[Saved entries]

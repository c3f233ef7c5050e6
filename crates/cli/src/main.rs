//! `scid-sync <config.json> [SYMBOL...]`
//!
//! Loads the configuration, syncs the selected symbols (all when none are
//! given) and prints a JSON summary on stdout. Logs go to stderr and honor
//! `RUST_LOG`. Exits non-zero if any symbol failed.

use anyhow::{bail, Context, Result};
use scid_core::SyncConfig;
use scid_store::{open_store, JsonCheckpointStore, TickStore};
use scid_sync::{RunSummary, SyncOrchestrator, SyncRunner};
use serde_json::{json, Value};
use std::sync::Arc;
use tracing_subscriber::EnvFilter;

#[tokio::main]
async fn main() -> Result<()> {
    tracing_subscriber::fmt()
        .with_env_filter(EnvFilter::try_from_default_env().unwrap_or_else(|_| EnvFilter::new("info")))
        .with_writer(std::io::stderr)
        .init();

    let mut args = std::env::args().skip(1);
    let Some(config_path) = args.next() else {
        bail!("usage: scid-sync <config.json> [SYMBOL...]");
    };
    let symbols: Vec<String> = args.collect();

    let config = SyncConfig::from_json_file(&config_path)
        .with_context(|| format!("failed to load {config_path}"))?;
    config.validate()?;
    let config = Arc::new(config);

    let store = open_store(&config.store)?;
    let checkpoints = Arc::new(JsonCheckpointStore::new(&config.checkpoint_dir));
    let orchestrator = Arc::new(SyncOrchestrator::new(
        config.clone(),
        store.clone(),
        checkpoints,
    ));

    let cancel = orchestrator.cancellation_token();
    tokio::spawn(async move {
        if tokio::signal::ctrl_c().await.is_ok() {
            tracing::warn!("interrupt received, stopping at the next checkpoint");
            cancel.cancel();
        }
    });

    let summary = SyncRunner::new(orchestrator).run(&symbols).await?;
    println!("{}", serde_json::to_string_pretty(&render(&summary, store.as_ref()))?);
    std::process::exit(summary.exit_code());
}

/// Per-symbol counts plus what the destination holds after the run.
fn render(summary: &RunSummary, store: &dyn TickStore) -> Value {
    let reports: Vec<Value> = summary
        .reports
        .iter()
        .map(|report| {
            json!({
                "report": report,
                "totals": report.totals(),
                "destination": inspect(store, &report.destination),
            })
        })
        .collect();

    let failures: Vec<Value> = summary
        .failures
        .iter()
        .map(|failure| {
            json!({
                "symbol": failure.symbol,
                "state": failure.state,
                "error": failure.source.to_string(),
                "report": failure.report,
            })
        })
        .collect();

    json!({ "succeeded": reports, "failed": failures })
}

fn inspect(store: &dyn TickStore, destination: &str) -> Value {
    match describe(store, destination) {
        Ok(value) => value,
        Err(err) => {
            tracing::warn!(%destination, error = %err, "destination inspection failed");
            json!({ "name": destination, "error": err.to_string() })
        }
    }
}

fn describe(store: &dyn TickStore, destination: &str) -> scid_core::Result<Value> {
    Ok(json!({
        "name": destination,
        "rows": store.row_count(destination)?,
        "raw_time_range": store.raw_time_range(destination)?,
        "contracts": store.contracts(destination)?,
    }))
}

## PROBLEM STATEMENT:
Repeat exactly the lines of the data from the first one through the line with "stderr and honor", both of them included.

## WRITTEN RESPONSE:
repository c3f233ef7c5050e6
filename crates/cli/src/main.rs
//! `scid-sync <config.json> [SYMBOL...]`
//!
//! Loads the configuration, syncs the selected symbols (all when none are
//! given) and prints a JSON summary on stdout. Logs go to stderr and honor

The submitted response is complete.